* PROBLEM TO WORK ON
Each record must reappear in the answer exactly as it is written.

* DATA FOR PROCESSING

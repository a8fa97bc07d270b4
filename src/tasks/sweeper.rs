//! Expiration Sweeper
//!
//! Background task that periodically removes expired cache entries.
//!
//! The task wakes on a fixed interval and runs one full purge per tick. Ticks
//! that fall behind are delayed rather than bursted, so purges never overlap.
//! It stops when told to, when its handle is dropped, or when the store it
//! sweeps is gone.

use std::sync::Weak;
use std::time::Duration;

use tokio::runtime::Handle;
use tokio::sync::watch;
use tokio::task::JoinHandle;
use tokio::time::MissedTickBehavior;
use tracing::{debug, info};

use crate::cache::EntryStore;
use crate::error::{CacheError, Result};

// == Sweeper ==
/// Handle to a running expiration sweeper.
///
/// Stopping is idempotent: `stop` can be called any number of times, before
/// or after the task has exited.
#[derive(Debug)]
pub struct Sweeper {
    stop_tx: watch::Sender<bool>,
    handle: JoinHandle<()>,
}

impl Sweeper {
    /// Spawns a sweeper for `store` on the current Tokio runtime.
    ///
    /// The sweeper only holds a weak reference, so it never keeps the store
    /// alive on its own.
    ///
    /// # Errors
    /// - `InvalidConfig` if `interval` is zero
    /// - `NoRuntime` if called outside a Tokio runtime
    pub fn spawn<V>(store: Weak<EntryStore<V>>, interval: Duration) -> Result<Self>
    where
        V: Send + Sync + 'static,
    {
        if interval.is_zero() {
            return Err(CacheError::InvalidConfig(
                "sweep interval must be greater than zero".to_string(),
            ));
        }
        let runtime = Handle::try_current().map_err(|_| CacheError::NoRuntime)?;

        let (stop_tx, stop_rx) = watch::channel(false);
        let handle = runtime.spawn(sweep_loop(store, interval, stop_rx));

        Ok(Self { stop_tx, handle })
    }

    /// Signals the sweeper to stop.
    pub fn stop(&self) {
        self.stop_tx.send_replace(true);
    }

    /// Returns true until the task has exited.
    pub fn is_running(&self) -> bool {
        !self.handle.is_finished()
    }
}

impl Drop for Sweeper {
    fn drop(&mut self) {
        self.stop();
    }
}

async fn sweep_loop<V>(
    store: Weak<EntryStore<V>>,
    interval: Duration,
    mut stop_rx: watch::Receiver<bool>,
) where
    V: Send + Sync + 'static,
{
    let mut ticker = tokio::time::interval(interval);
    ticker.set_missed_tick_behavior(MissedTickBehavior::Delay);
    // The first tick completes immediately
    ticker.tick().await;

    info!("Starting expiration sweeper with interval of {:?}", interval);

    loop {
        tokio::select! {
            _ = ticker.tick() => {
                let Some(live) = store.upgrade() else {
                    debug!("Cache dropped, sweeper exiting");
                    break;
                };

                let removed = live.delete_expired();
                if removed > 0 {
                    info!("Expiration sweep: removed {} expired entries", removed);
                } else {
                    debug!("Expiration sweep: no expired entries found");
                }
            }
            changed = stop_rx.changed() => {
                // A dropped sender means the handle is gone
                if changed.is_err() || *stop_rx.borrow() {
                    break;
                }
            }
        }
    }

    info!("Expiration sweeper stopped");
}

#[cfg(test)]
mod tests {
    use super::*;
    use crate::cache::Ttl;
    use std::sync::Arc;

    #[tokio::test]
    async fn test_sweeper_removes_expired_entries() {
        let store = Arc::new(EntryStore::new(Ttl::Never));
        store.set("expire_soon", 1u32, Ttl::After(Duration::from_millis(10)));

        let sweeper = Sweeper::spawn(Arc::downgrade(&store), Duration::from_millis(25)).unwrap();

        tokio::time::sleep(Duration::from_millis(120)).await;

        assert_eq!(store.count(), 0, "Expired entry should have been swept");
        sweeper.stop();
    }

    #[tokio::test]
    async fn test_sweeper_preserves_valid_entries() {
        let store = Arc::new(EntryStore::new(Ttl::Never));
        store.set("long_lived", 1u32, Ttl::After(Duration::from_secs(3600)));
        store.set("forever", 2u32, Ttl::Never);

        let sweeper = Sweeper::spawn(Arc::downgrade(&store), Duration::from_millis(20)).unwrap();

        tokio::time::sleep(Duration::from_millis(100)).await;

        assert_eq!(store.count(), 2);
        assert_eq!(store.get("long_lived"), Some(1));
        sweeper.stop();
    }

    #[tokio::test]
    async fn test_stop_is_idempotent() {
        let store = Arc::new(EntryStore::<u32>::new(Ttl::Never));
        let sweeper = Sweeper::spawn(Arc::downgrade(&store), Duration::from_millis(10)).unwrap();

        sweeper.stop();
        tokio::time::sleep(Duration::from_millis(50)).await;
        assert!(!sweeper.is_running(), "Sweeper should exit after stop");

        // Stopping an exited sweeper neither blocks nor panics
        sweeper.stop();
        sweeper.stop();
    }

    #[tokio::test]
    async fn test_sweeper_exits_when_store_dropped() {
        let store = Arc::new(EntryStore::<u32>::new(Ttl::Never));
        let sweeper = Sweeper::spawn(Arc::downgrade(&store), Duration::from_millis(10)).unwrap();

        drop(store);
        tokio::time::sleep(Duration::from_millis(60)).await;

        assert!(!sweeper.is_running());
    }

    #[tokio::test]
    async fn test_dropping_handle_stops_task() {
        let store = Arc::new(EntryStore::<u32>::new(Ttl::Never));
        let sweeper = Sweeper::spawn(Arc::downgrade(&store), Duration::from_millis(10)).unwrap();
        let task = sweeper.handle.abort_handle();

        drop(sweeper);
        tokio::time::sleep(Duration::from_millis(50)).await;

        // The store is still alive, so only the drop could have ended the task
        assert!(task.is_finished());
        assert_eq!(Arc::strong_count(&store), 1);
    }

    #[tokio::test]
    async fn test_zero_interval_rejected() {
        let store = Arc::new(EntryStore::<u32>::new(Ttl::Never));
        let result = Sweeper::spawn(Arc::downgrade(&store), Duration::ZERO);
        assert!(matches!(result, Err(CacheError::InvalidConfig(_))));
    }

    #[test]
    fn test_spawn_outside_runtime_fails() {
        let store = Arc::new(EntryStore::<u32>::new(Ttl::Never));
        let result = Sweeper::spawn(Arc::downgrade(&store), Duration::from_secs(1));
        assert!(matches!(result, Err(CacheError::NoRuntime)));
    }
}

* EXERCISE RESULT
repository a8fa97bc07d270b4
filename src/tasks/sweeper.rs
//! Expiration Sweeper
//!
//! Background task that periodically removes expired cache entries.
//!
//! The task wakes on a fixed interval and runs one full purge per tick. Ticks
//! that fall behind are delayed rather than bursted, so purges never overlap.
//! It stops when told to, when its handle is dropped, or when the store it
//! sweeps is gone.

use std::sync::Weak;
use std::time::Duration;

use tokio::runtime::Handle;
use tokio::sync::watch;
use tokio::task::JoinHandle;
use tokio::time::MissedTickBehavior;
use tracing::{debug, info};

use crate::cache::EntryStore;
use crate::error::{CacheError, Result};

// == Sweeper ==
/// Handle to a running expiration sweeper.
///
/// Stopping is idempotent: `stop` can be called any number of times, before
/// or after the task has exited.
#[derive(Debug)]
pub struct Sweeper {
    stop_tx: watch::Sender<bool>,
    handle: JoinHandle<()>,
}

impl Sweeper {
    /// Spawns a sweeper for `store` on the current Tokio runtime.
    ///
    /// The sweeper only holds a weak reference, so it never keeps the store
    /// alive on its own.
    ///
    /// # Errors
    /// - `InvalidConfig` if `interval` is zero
    /// - `NoRuntime` if called outside a Tokio runtime
    pub fn spawn<V>(store: Weak<EntryStore<V>>, interval: Duration) -> Result<Self>
    where
        V: Send + Sync + 'static,
    {
        if interval.is_zero() {
            return Err(CacheError::InvalidConfig(
                "sweep interval must be greater than zero".to_string(),
            ));
        }
        let runtime = Handle::try_current().map_err(|_| CacheError::NoRuntime)?;

        let (stop_tx, stop_rx) = watch::channel(false);
        let handle = runtime.spawn(sweep_loop(store, interval, stop_rx));

        Ok(Self { stop_tx, handle })
    }

    /// Signals the sweeper to stop.
    pub fn stop(&self) {
        self.stop_tx.send_replace(true);
    }

    /// Returns true until the task has exited.
    pub fn is_running(&self) -> bool {
        !self.handle.is_finished()
    }
}

impl Drop for Sweeper {
    fn drop(&mut self) {
        self.stop();
    }
}

async fn sweep_loop<V>(
    store: Weak<EntryStore<V>>,
    interval: Duration,
    mut stop_rx: watch::Receiver<bool>,
) where
    V: Send + Sync + 'static,
{
    let mut ticker = tokio::time::interval(interval);
    ticker.set_missed_tick_behavior(MissedTickBehavior::Delay);
    // The first tick completes immediately
    ticker.tick().await;

    info!("Starting expiration sweeper with interval of {:?}", interval);

    loop {
        tokio::select! {
            _ = ticker.tick() => {
                let Some(live) = store.upgrade() else {
                    debug!("Cache dropped, sweeper exiting");
                    break;
                };

                let removed = live.delete_expired();
                if removed > 0 {
                    info!("Expiration sweep: removed {} expired entries", removed);
                } else {
                    debug!("Expiration sweep: no expired entries found");
                }
            }
            changed = stop_rx.changed() => {
                // A dropped sender means the handle is gone
                if changed.is_err() || *stop_rx.borrow() {
                    break;
                }
            }
        }
    }

    info!("Expiration sweeper stopped");
}

#[cfg(test)]
mod tests {
    use super::*;
    use crate::cache::Ttl;
    use std::sync::Arc;

    #[tokio::test]
    async fn test_sweeper_removes_expired_entries() {
        let store = Arc::new(EntryStore::new(Ttl::Never));
        store.set("expire_soon", 1u32, Ttl::After(Duration::from_millis(10)));

        let sweeper = Sweeper::spawn(Arc::downgrade(&store), Duration::from_millis(25)).unwrap();

        tokio::time::sleep(Duration::from_millis(120)).await;

        assert_eq!(store.count(), 0, "Expired entry should have been swept");
        sweeper.stop();
    }

    #[tokio::test]
    async fn test_sweeper_preserves_valid_entries() {
        let store = Arc::new(EntryStore::new(Ttl::Never));
        store.set("long_lived", 1u32, Ttl::After(Duration::from_secs(3600)));
        store.set("forever", 2u32, Ttl::Never);

        let sweeper = Sweeper::spawn(Arc::downgrade(&store), Duration::from_millis(20)).unwrap();

        tokio::time::sleep(Duration::from_millis(100)).await;

        assert_eq!(store.count(), 2);
        assert_eq!(store.get("long_lived"), Some(1));
        sweeper.stop();
    }

    #[tokio::test]
    async fn test_stop_is_idempotent() {
        let store = Arc::new(EntryStore::<u32>::new(Ttl::Never));
        let sweeper = Sweeper::spawn(Arc::downgrade(&store), Duration::from_millis(10)).unwrap();

        sweeper.stop();
        tokio::time::sleep(Duration::from_millis(50)).await;
        assert!(!sweeper.is_running(), "Sweeper should exit after stop");

        // Stopping an exited sweeper neither blocks nor panics
        sweeper.stop();
        sweeper.stop();
    }

    #[tokio::test]
    async fn test_sweeper_exits_when_store_dropped() {
        let store = Arc::new(EntryStore::<u32>::new(Ttl::Never));
        let sweeper = Sweeper::spawn(Arc::downgrade(&store), Duration::from_millis(10)).unwrap();

        drop(store);
        tokio::time::sleep(Duration::from_millis(60)).await;

        assert!(!sweeper.is_running());
    }

    #[tokio::test]
    async fn test_dropping_handle_stops_task() {
        let store = Arc::new(EntryStore::<u32>::new(Ttl::Never));
        let sweeper = Sweeper::spawn(Arc::downgrade(&store), Duration::from_millis(10)).unwrap();
        let task = sweeper.handle.abort_handle();

        drop(sweeper);
        tokio::time::sleep(Duration::from_millis(50)).await;

        // The store is still alive, so only the drop could have ended the task
        assert!(task.is_finished());
        assert_eq!(Arc::strong_count(&store), 1);
    }

    #[tokio::test]
    async fn test_zero_interval_rejected() {
        let store = Arc::new(EntryStore::<u32>::new(Ttl::Never));
        let result = Sweeper::spawn(Arc::downgrade(&store), Duration::ZERO);
        assert!(matches!(result, Err(CacheError::InvalidConfig(_))));
    }

    #[test]
    fn test_spawn_outside_runtime_fails() {
        let store = Arc::new(EntryStore::<u32>::new(Ttl::Never));
        let result = Sweeper::spawn(Arc::downgrade(&store), Duration::from_secs(1));
        assert!(matches!(result, Err(CacheError::NoRuntime)));
    }
}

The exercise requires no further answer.